Stored entries:
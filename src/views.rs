//! Presentational values derived from event and dashboard data. Nothing here
//! is cached; callers recompute on every render.

use std::collections::HashMap;

use chrono::{Datelike, NaiveDateTime};
use serde::Serialize;

use crate::event::parse_local_datetime;
use crate::models::{OrganizerEventSummary, TicketType};

pub const MIN_QUANTITY: u8 = 1;
pub const MAX_QUANTITY: u8 = 10;
const REVENUE_MONTHS: usize = 6;

#[derive(Debug, Clone, Copy, PartialEq, Eq, Serialize)]
pub enum Availability {
    CapacityTba,
    SoldOut,
    AlmostFull,
    FillingFast,
    Available,
}

impl Availability {
    pub fn label(&self) -> &'static str {
        match self {
            Self::CapacityTba => "Capacity TBA",
            Self::SoldOut => "Sold Out",
            Self::AlmostFull => "Almost Full",
            Self::FillingFast => "Filling Fast",
            Self::Available => "Available",
        }
    }
}

pub fn availability(registered: u32, capacity: u32) -> Availability {
    if capacity == 0 {
        return Availability::CapacityTba;
    }
    let percentage = (f64::from(registered) / f64::from(capacity) * 100.0).min(100.0);
    match percentage {
        p if p >= 100.0 => Availability::SoldOut,
        p if p >= 95.0 => Availability::AlmostFull,
        p if p >= 75.0 => Availability::FillingFast,
        _ => Availability::Available,
    }
}

pub fn clamp_quantity(requested: i64) -> u8 {
    requested.clamp(i64::from(MIN_QUANTITY), i64::from(MAX_QUANTITY)) as u8
}

pub fn purchase_total(unit_price: f64, quantity: i64) -> f64 {
    unit_price * f64::from(clamp_quantity(quantity))
}

/// Lowest price across the ticket types, for the "starting from" label.
pub fn starting_price(ticket_types: &[TicketType]) -> Option<f64> {
    let mut lowest: Option<f64> = None;
    for ticket in ticket_types {
        lowest = match lowest {
            Some(current) if current <= ticket.price => Some(current),
            _ => Some(ticket.price),
        };
    }
    lowest
}

pub fn format_price(value: f64) -> String {
    if !value.is_finite() || value <= 0.0 {
        return "Free".to_string();
    }
    format_currency(value)
}

/// Philippine peso with thousands separators, e.g. `₱1,234.50`.
pub fn format_currency(value: f64) -> String {
    let value = if value.is_finite() { value } else { 0.0 };
    let cents = (value.abs() * 100.0).round() as u64;
    let sign = if value < 0.0 && cents > 0 { "-" } else { "" };
    format!("{sign}₱{}.{:02}", group_digits(cents / 100), cents % 100)
}

/// `1234567` → `1,234,567`
pub fn group_digits(value: u64) -> String {
    let whole = value.to_string();
    let mut grouped = String::with_capacity(whole.len() + whole.len() / 3);
    for (i, ch) in whole.chars().enumerate() {
        if i > 0 && (whole.len() - i) % 3 == 0 {
            grouped.push(',');
        }
        grouped.push(ch);
    }
    grouped
}

/// Short date used in dashboard tables and reports, e.g. `Nov 20, 2026`.
pub fn format_short_date(start: Option<&NaiveDateTime>) -> String {
    match start {
        Some(dt) => dt.format("%b %-d, %Y").to_string(),
        None => "TBD".to_string(),
    }
}

pub fn format_event_date(start: Option<&NaiveDateTime>) -> String {
    match start {
        Some(dt) => dt.format("%A, %B %-d, %Y").to_string(),
        None => "Date to be announced".to_string(),
    }
}

pub fn format_time_range(start: Option<&NaiveDateTime>, end: Option<&NaiveDateTime>) -> String {
    let Some(start) = start else {
        return "Schedule to be announced".to_string();
    };
    let end_label = end
        .map(|dt| dt.format("%-I:%M %p").to_string())
        .unwrap_or_else(|| "TBD".to_string());
    format!("{} - {end_label}", start.format("%-I:%M %p"))
}

pub fn attendance_percentage(sold: u64, capacity: u32) -> u8 {
    if capacity == 0 {
        return 0;
    }
    let ratio = (sold as f64 / f64::from(capacity)).clamp(0.0, 1.0);
    (ratio * 100.0).round() as u8
}

#[derive(Debug, Clone, PartialEq, Serialize)]
pub struct RevenuePoint {
    pub label: String,
    pub value: f64,
}

/// Revenue per event month, oldest first, limited to the latest six buckets.
/// Events without a parseable start land in a trailing `Unscheduled` bucket.
pub fn revenue_series(events: &[OrganizerEventSummary]) -> Vec<RevenuePoint> {
    let mut totals: HashMap<i64, RevenuePoint> = HashMap::new();

    for event in events {
        if !event.revenue.is_finite() || event.revenue <= 0.0 {
            continue;
        }
        let start = event.event_start.as_deref().and_then(parse_local_datetime);
        let (order, label) = match start {
            Some(dt) => (
                i64::from(dt.year()) * 12 + i64::from(dt.month0()),
                dt.format("%b %Y").to_string(),
            ),
            None => (i64::MAX, "Unscheduled".to_string()),
        };
        totals
            .entry(order)
            .or_insert_with(|| RevenuePoint { label, value: 0.0 })
            .value += event.revenue;
    }

    let mut ordered: Vec<(i64, RevenuePoint)> = totals.into_iter().collect();
    ordered.sort_by_key(|(order, _)| *order);
    let skip = ordered.len().saturating_sub(REVENUE_MONTHS);
    ordered.into_iter().skip(skip).map(|(_, point)| point).collect()
}

#[cfg(test)]
mod tests {
    use super::*;

    fn summary(start: Option<&str>, revenue: f64) -> OrganizerEventSummary {
        OrganizerEventSummary {
            event_start: start.map(str::to_string),
            revenue,
            ..Default::default()
        }
    }

    #[test]
    fn availability_ladder() {
        assert_eq!(availability(100, 100).label(), "Sold Out");
        assert_eq!(availability(120, 100).label(), "Sold Out");
        assert_eq!(availability(96, 100).label(), "Almost Full");
        assert_eq!(availability(80, 100).label(), "Filling Fast");
        assert_eq!(availability(10, 100).label(), "Available");
        assert_eq!(availability(10, 0).label(), "Capacity TBA");
    }

    #[test]
    fn starting_price_is_the_minimum() {
        let types: Vec<TicketType> = [500.0, 250.0, 1000.0]
            .into_iter()
            .map(TicketType::regular)
            .collect();
        assert_eq!(starting_price(&types), Some(250.0));
        assert_eq!(starting_price(&[]), None);
    }

    #[test]
    fn quantity_is_clamped() {
        assert_eq!(clamp_quantity(0), 1);
        assert_eq!(clamp_quantity(4), 4);
        assert_eq!(clamp_quantity(25), 10);
        assert_eq!(purchase_total(250.0, 3), 750.0);
        assert_eq!(purchase_total(250.0, 50), 2500.0);
    }

    #[test]
    fn prices_and_currency() {
        assert_eq!(format_price(0.0), "Free");
        assert_eq!(format_price(f64::NAN), "Free");
        assert_eq!(format_price(1234.5), "₱1,234.50");
        assert_eq!(format_currency(1_000_000.0), "₱1,000,000.00");
        assert_eq!(format_currency(999.999), "₱1,000.00");
        assert_eq!(group_digits(999), "999");
        assert_eq!(group_digits(12_345), "12,345");
    }

    #[test]
    fn schedule_labels() {
        let start = parse_local_datetime("2026-11-20T09:00:00");
        let end = parse_local_datetime("2026-11-20T17:30:00");
        assert_eq!(format_event_date(start.as_ref()), "Friday, November 20, 2026");
        assert_eq!(format_time_range(start.as_ref(), end.as_ref()), "9:00 AM - 5:30 PM");
        assert_eq!(format_time_range(start.as_ref(), None), "9:00 AM - TBD");
        assert_eq!(format_time_range(None, None), "Schedule to be announced");
        assert_eq!(format_event_date(None), "Date to be announced");
        assert_eq!(format_short_date(start.as_ref()), "Nov 20, 2026");
        assert_eq!(format_short_date(None), "TBD");
    }

    #[test]
    fn attendance_is_bounded() {
        assert_eq!(attendance_percentage(50, 0), 0);
        assert_eq!(attendance_percentage(1, 3), 33);
        assert_eq!(attendance_percentage(500, 100), 100);
    }

    #[test]
    fn revenue_groups_by_month_and_keeps_the_latest_six() {
        let mut events = vec![
            summary(Some("2026-01-10T10:00:00"), 100.0),
            summary(Some("2026-01-25T10:00:00"), 50.0),
            summary(None, 30.0),
            summary(Some("2026-02-01T10:00:00"), 0.0),
        ];
        for month in 2..=7 {
            events.push(summary(Some(&format!("2026-{month:02}-05T10:00:00")), 10.0));
        }
        let series = revenue_series(&events);
        assert_eq!(series.len(), 6);
        assert_eq!(series.first().map(|p| p.label.as_str()), Some("Mar 2026"));
        assert_eq!(series.last().map(|p| p.label.as_str()), Some("Unscheduled"));

        let short = revenue_series(&events[..3]);
        assert_eq!(short[0], RevenuePoint { label: "Jan 2026".into(), value: 150.0 });
    }
}
//! Locally persisted organizer and notification preferences.
//!
//! [`PreferencesStore`] is the only handle that can write and is not `Clone`;
//! the settings flow owns it. Screens that only display preferences take a
//! [`PreferencesReader`], which can be cloned freely.

use std::sync::{Arc, Mutex, MutexGuard};

use chrono::Utc;
use serde::{Deserialize, Deserializer, Serialize};
use serde_json::Value;

use crate::config::ClientConfig;
use crate::db::{Store, StoreError};
use crate::models::OrganizerEventSummary;

pub const ORGANIZER_PROFILE_KEY: &str = "qrush_organizer_profile";
pub const ORGANIZER_DEFAULTS_KEY: &str = "qrush_organizer_defaults";
pub const NOTIFICATION_SETTINGS_KEY: &str = "qrush_notification_settings";

#[derive(Serialize, Deserialize, Clone, Debug, PartialEq, Default)]
#[serde(default, rename_all = "camelCase")]
pub struct OrganizerProfile {
    pub organization_name: String,
    pub email: String,
    pub contact_number: String,
    pub user_id: Option<i64>,
    pub updated_at: Option<String>,
}

impl OrganizerProfile {
    /// Trims the form values, falling back to the account name and email.
    pub fn from_form(
        organization_name: &str,
        email: &str,
        contact_number: &str,
        user: &crate::models::User,
    ) -> Self {
        let pick = |value: &str, fallback: &str| {
            let trimmed = value.trim();
            if trimmed.is_empty() {
                fallback.trim().to_string()
            } else {
                trimmed.to_string()
            }
        };
        Self {
            organization_name: pick(organization_name, &user.name),
            email: pick(email, &user.email),
            contact_number: contact_number.trim().to_string(),
            user_id: user.id,
            updated_at: None,
        }
    }
}

#[derive(Serialize, Deserialize, Clone, Debug, PartialEq, Default)]
#[serde(default)]
pub struct EventDefaults {
    pub location: String,
    #[serde(deserialize_with = "lenient_price")]
    pub price: Option<f64>,
}

impl EventDefaults {
    /// Prefills defaults from an existing event, keeping current values for
    /// anything the event does not carry.
    pub fn prefilled_from(&self, event: &OrganizerEventSummary) -> Self {
        let location = event
            .location
            .as_deref()
            .map(str::trim)
            .filter(|loc| !loc.is_empty())
            .map(str::to_string)
            .unwrap_or_else(|| self.location.clone());
        Self {
            location,
            price: event.ticket_price.or(self.price),
        }
    }
}

/// Older clients stored the price straight from a text input.
fn lenient_price<'de, D>(deserializer: D) -> Result<Option<f64>, D::Error>
where
    D: Deserializer<'de>,
{
    Ok(match Value::deserialize(deserializer)? {
        Value::Number(number) => number.as_f64(),
        Value::String(text) => text.trim().parse::<f64>().ok(),
        _ => None,
    })
}

#[derive(Serialize, Deserialize, Clone, Copy, Debug, PartialEq, Eq)]
#[serde(default, rename_all = "camelCase")]
pub struct NotificationSettings {
    pub email: bool,
    pub push: bool,
    pub event_reminders: bool,
    pub promotions: bool,
    pub sound: bool,
}

impl Default for NotificationSettings {
    fn default() -> Self {
        Self {
            email: true,
            push: true,
            event_reminders: true,
            promotions: false,
            sound: true,
        }
    }
}

type SharedStore = Arc<Mutex<Store>>;

fn lock(store: &SharedStore) -> MutexGuard<'_, Store> {
    store.lock().unwrap_or_else(|poisoned| poisoned.into_inner())
}

#[derive(Clone)]
pub struct PreferencesReader {
    store: SharedStore,
}

impl PreferencesReader {
    /// The stored organizer profile, unless it belongs to a different user
    /// than `active_user`.
    pub fn organizer_profile_for(
        &self,
        active_user: Option<i64>,
    ) -> Result<Option<OrganizerProfile>, StoreError> {
        let profile: Option<OrganizerProfile> = lock(&self.store).get_json(ORGANIZER_PROFILE_KEY)?;
        Ok(profile.filter(|stored| match (stored.user_id, active_user) {
            (Some(owner), Some(active)) => owner == active,
            _ => true,
        }))
    }

    pub fn event_defaults(&self) -> Result<Option<EventDefaults>, StoreError> {
        lock(&self.store).get_json(ORGANIZER_DEFAULTS_KEY)
    }

    pub fn notification_settings(&self) -> Result<NotificationSettings, StoreError> {
        Ok(lock(&self.store)
            .get_json(NOTIFICATION_SETTINGS_KEY)?
            .unwrap_or_default())
    }
}

pub struct PreferencesStore {
    store: SharedStore,
}

impl PreferencesStore {
    pub fn open(config: &ClientConfig) -> Result<Self, StoreError> {
        Ok(Self::from_store(Store::open(&config.database_path())?))
    }

    pub fn from_store(store: Store) -> Self {
        Self {
            store: Arc::new(Mutex::new(store)),
        }
    }

    pub fn reader(&self) -> PreferencesReader {
        PreferencesReader {
            store: Arc::clone(&self.store),
        }
    }

    pub fn save_organizer_profile(
        &mut self,
        mut profile: OrganizerProfile,
    ) -> Result<OrganizerProfile, StoreError> {
        profile.updated_at = Some(Utc::now().to_rfc3339());
        lock(&self.store).put_json(ORGANIZER_PROFILE_KEY, &profile)?;
        tracing::debug!(user_id = ?profile.user_id, "organizer profile saved");
        Ok(profile)
    }

    pub fn save_event_defaults(&mut self, defaults: &EventDefaults) -> Result<(), StoreError> {
        lock(&self.store).put_json(ORGANIZER_DEFAULTS_KEY, defaults)
    }

    pub fn save_notification_settings(
        &mut self,
        settings: &NotificationSettings,
    ) -> Result<(), StoreError> {
        lock(&self.store).put_json(NOTIFICATION_SETTINGS_KEY, settings)
    }
}

#[cfg(test)]
mod tests {
    use super::*;

    fn store() -> PreferencesStore {
        PreferencesStore::from_store(Store::open_in_memory().expect("store"))
    }

    fn profile(user_id: Option<i64>) -> OrganizerProfile {
        OrganizerProfile {
            organization_name: "Ana Events".into(),
            email: "hello@anaevents.ph".into(),
            contact_number: "09171234567".into(),
            user_id,
            updated_at: None,
        }
    }

    #[test]
    fn profile_is_scoped_to_its_owner() {
        let mut prefs = store();
        let reader = prefs.reader();
        assert_eq!(reader.organizer_profile_for(Some(7)).expect("read"), None);

        let saved = prefs.save_organizer_profile(profile(Some(7))).expect("save");
        assert!(saved.updated_at.is_some());
        assert!(reader.organizer_profile_for(Some(7)).expect("read").is_some());
        assert!(reader.organizer_profile_for(Some(8)).expect("read").is_none());
        assert!(reader.organizer_profile_for(None).expect("read").is_some());
    }

    #[test]
    fn defaults_accept_legacy_string_prices() {
        let raw = Store::open_in_memory().expect("store");
        raw.put_raw(ORGANIZER_DEFAULTS_KEY, r#"{"location":"Cebu","price":"350"}"#)
            .expect("put");
        let prefs = PreferencesStore::from_store(raw);
        let defaults = prefs.reader().event_defaults().expect("read").expect("present");
        assert_eq!(defaults.price, Some(350.0));

        let cleared: EventDefaults =
            serde_json::from_str(r#"{"location":"","price":""}"#).expect("json");
        assert_eq!(cleared.price, None);
    }

    #[test]
    fn notification_settings_default_until_saved() {
        let mut prefs = store();
        let reader = prefs.reader();
        let mut settings = reader.notification_settings().expect("read");
        assert!(!settings.promotions);

        settings.promotions = true;
        prefs.save_notification_settings(&settings).expect("save");
        assert!(reader.notification_settings().expect("read").promotions);
    }

    #[test]
    fn prefill_keeps_current_values_for_gaps() {
        let current = EventDefaults {
            location: "Cebu".into(),
            price: Some(100.0),
        };
        let summary = OrganizerEventSummary {
            ticket_price: Some(250.0),
            ..Default::default()
        };
        let next = current.prefilled_from(&summary);
        assert_eq!(next.location, "Cebu");
        assert_eq!(next.price, Some(250.0));
    }
}
//! Event detail loading and ticket booking.

use thiserror::Error;

use crate::api::{ApiClient, ApiError};
use crate::db::StoreError;
use crate::event::Event;
use crate::models::{BookingRequest, PaymentMethod, TicketType};
use crate::prefs::PreferencesReader;
use crate::session::Session;
use crate::views;

#[derive(Debug, Error)]
pub enum PurchaseError {
    #[error("Please sign in to purchase tickets")]
    NotSignedIn,
    #[error("Your profile is missing an identifier. Please sign out and sign back in.")]
    MissingUserId,
    #[error("We could not determine which event to book.")]
    MissingEventId,
    #[error("Please select a ticket type.")]
    NoTicketType,
    #[error("Please select a payment method.")]
    NoPaymentMethod,
    #[error("This event is sold out.")]
    SoldOut,
    #[error("This event has been cancelled.")]
    Cancelled,
    #[error("We could not find details for this event.")]
    NotFound,
    #[error("Unable to complete the booking. Please try again.")]
    Booking(#[source] ApiError),
    #[error("Unable to load event details right now.")]
    Load(#[from] ApiError),
    #[error("preferences unavailable: {0}")]
    Store(#[from] StoreError),
}

/// Fetches one event and decodes it, presenting the stored organizer
/// profile when the active user owns the event.
pub async fn load_event(
    client: &ApiClient,
    event_id: i64,
    prefs: &PreferencesReader,
    session: &Session,
) -> Result<Event, PurchaseError> {
    let record = client
        .get_event(event_id)
        .await?
        .ok_or(PurchaseError::NotFound)?;
    let mut event = Event::from_record(record);

    if let Some(profile) = prefs.organizer_profile_for(session.user_id())? {
        if event.apply_profile(&profile) {
            tracing::debug!(event_id, "applied stored organizer profile");
        }
    }
    Ok(event)
}

/// Records a detail view. Failures are logged and otherwise ignored.
pub async fn track_view(client: &ApiClient, session: &Session, event_id: i64) {
    if let Err(err) = client
        .track_event_view(event_id, session.user_id(), session.role())
        .await
    {
        tracing::warn!(event_id, %err, "failed to record event view");
    }
}

/// Selections made on the purchase dialog.
#[derive(Debug, Clone, Default)]
pub struct TicketPurchase {
    pub ticket_type: Option<String>,
    pub quantity: i64,
    pub payment_method: Option<PaymentMethod>,
}

impl TicketPurchase {
    /// Preselects the event's first ticket type, as the dialog does when it opens.
    pub fn for_event(event: &Event) -> Self {
        Self {
            ticket_type: event.ticket_types.first().map(|ticket| ticket.name.clone()),
            quantity: 1,
            payment_method: None,
        }
    }

    fn selected_ticket<'a>(&self, event: &'a Event) -> Option<&'a TicketType> {
        let name = self.ticket_type.as_deref()?.trim();
        event.ticket_types.iter().find(|ticket| ticket.name == name)
    }

    /// Runs the booking checks in order and builds the request.
    pub fn prepare(&self, session: &Session, event: &Event) -> Result<BookingRequest, PurchaseError> {
        if !session.is_authenticated() {
            return Err(PurchaseError::NotSignedIn);
        }
        let user_id = session.user_id().ok_or(PurchaseError::MissingUserId)?;
        let event_id = event.id.ok_or(PurchaseError::MissingEventId)?;
        let ticket = self.selected_ticket(event).ok_or(PurchaseError::NoTicketType)?;
        let payment_method = self.payment_method.ok_or(PurchaseError::NoPaymentMethod)?;
        if event.is_cancelled() {
            return Err(PurchaseError::Cancelled);
        }
        if event.is_sold_out() {
            return Err(PurchaseError::SoldOut);
        }

        Ok(BookingRequest {
            user_id,
            event_id,
            quantity: views::clamp_quantity(self.quantity),
            ticket_type: ticket.name.clone(),
            ticket_price: ticket.price,
            payment_method,
        })
    }
}

pub fn success_message(booking: &BookingRequest) -> String {
    let plural = if booking.quantity > 1 { "s" } else { "" };
    format!(
        "Successfully booked {} {} ticket{plural}!",
        booking.quantity, booking.ticket_type
    )
}

/// Books the selected tickets and returns the confirmation message.
pub async fn purchase(
    client: &ApiClient,
    session: &Session,
    event: &Event,
    selection: &TicketPurchase,
) -> Result<String, PurchaseError> {
    let booking = selection.prepare(session, event)?;
    client
        .book_tickets(&booking)
        .await
        .map_err(PurchaseError::Booking)?;
    tracing::info!(
        event_id = booking.event_id,
        quantity = booking.quantity,
        ticket_type = %booking.ticket_type,
        "tickets booked"
    );
    Ok(success_message(&booking))
}

#[cfg(test)]
mod tests {
    use serde_json::json;

    use super::*;
    use crate::event::EventRecord;
    use crate::models::{Role, User};

    fn event(extra: serde_json::Value) -> Event {
        let mut value = json!({
            "eventID": 12,
            "name": "Expo",
            "capacity": 100,
            "ticketsSold": 10,
            "ticketTypes": [
                {"name": "Regular", "price": 250},
                {"name": "VIP", "price": 900}
            ]
        });
        if let (Some(base), Some(extra)) = (value.as_object_mut(), extra.as_object()) {
            base.extend(extra.clone());
        }
        let record: EventRecord = serde_json::from_value(value).expect("record");
        Event::from_record(record)
    }

    fn session(id: Option<i64>) -> Session {
        Session::signed_in(User {
            id,
            name: "Ana".into(),
            email: "ana@qrush.ph".into(),
            role: Some(Role::Attendee),
            contact: None,
            birthdate: None,
            gender: None,
            avatar: None,
        })
    }

    fn selection() -> TicketPurchase {
        TicketPurchase {
            ticket_type: Some("VIP".into()),
            quantity: 25,
            payment_method: Some(PaymentMethod::Gcash),
        }
    }

    #[test]
    fn builds_a_clamped_booking() {
        let booking = selection().prepare(&session(Some(3)), &event(json!({}))).expect("booking");
        assert_eq!(booking.quantity, 10);
        assert_eq!(booking.ticket_price, 900.0);
        assert_eq!(
            serde_json::to_value(&booking).expect("json"),
            json!({
                "userId": 3,
                "eventId": 12,
                "quantity": 10,
                "ticketType": "VIP",
                "ticketPrice": 900.0,
                "paymentMethod": "GCASH"
            })
        );
        assert_eq!(success_message(&booking), "Successfully booked 10 VIP tickets!");
    }

    #[test]
    fn checks_run_in_order() {
        let ev = event(json!({}));
        let err = selection().prepare(&Session::anonymous(), &ev).unwrap_err();
        assert!(matches!(err, PurchaseError::NotSignedIn));
        let err = selection().prepare(&session(None), &ev).unwrap_err();
        assert!(matches!(err, PurchaseError::MissingUserId));

        let no_type = TicketPurchase {
            ticket_type: Some("Backstage".into()),
            ..selection()
        };
        assert!(matches!(
            no_type.prepare(&session(Some(3)), &ev),
            Err(PurchaseError::NoTicketType)
        ));

        let no_payment = TicketPurchase {
            payment_method: None,
            ..selection()
        };
        let err = no_payment.prepare(&session(Some(3)), &ev).unwrap_err();
        assert_eq!(err.to_string(), "Please select a payment method.");
    }

    #[test]
    fn sold_out_and_cancelled_events_are_refused() {
        let sold_out = event(json!({"ticketsSold": 100}));
        assert!(matches!(
            selection().prepare(&session(Some(3)), &sold_out),
            Err(PurchaseError::SoldOut)
        ));

        let cancelled = event(json!({"status": "cancelled"}));
        assert!(matches!(
            selection().prepare(&session(Some(3)), &cancelled),
            Err(PurchaseError::Cancelled)
        ));
    }

    #[test]
    fn dialog_preselects_first_ticket_type() {
        let picked = TicketPurchase::for_event(&event(json!({})));
        assert_eq!(picked.ticket_type.as_deref(), Some("Regular"));
        assert_eq!(picked.quantity, 1);

        let booking = TicketPurchase {
            payment_method: Some(PaymentMethod::Maya),
            ..picked
        }
        .prepare(&session(Some(3)), &event(json!({})))
        .expect("booking");
        assert_eq!(success_message(&booking), "Successfully booked 1 Regular ticket!");
    }
}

# [WORK ITEM]
Show all lines from the data that contain "impl".

# [ANSWER FOR THIS EXERCISE]
impl Availability {
impl OrganizerProfile {
impl EventDefaults {
impl Default for NotificationSettings {
impl PreferencesReader {
impl PreferencesStore {
impl TicketPurchase {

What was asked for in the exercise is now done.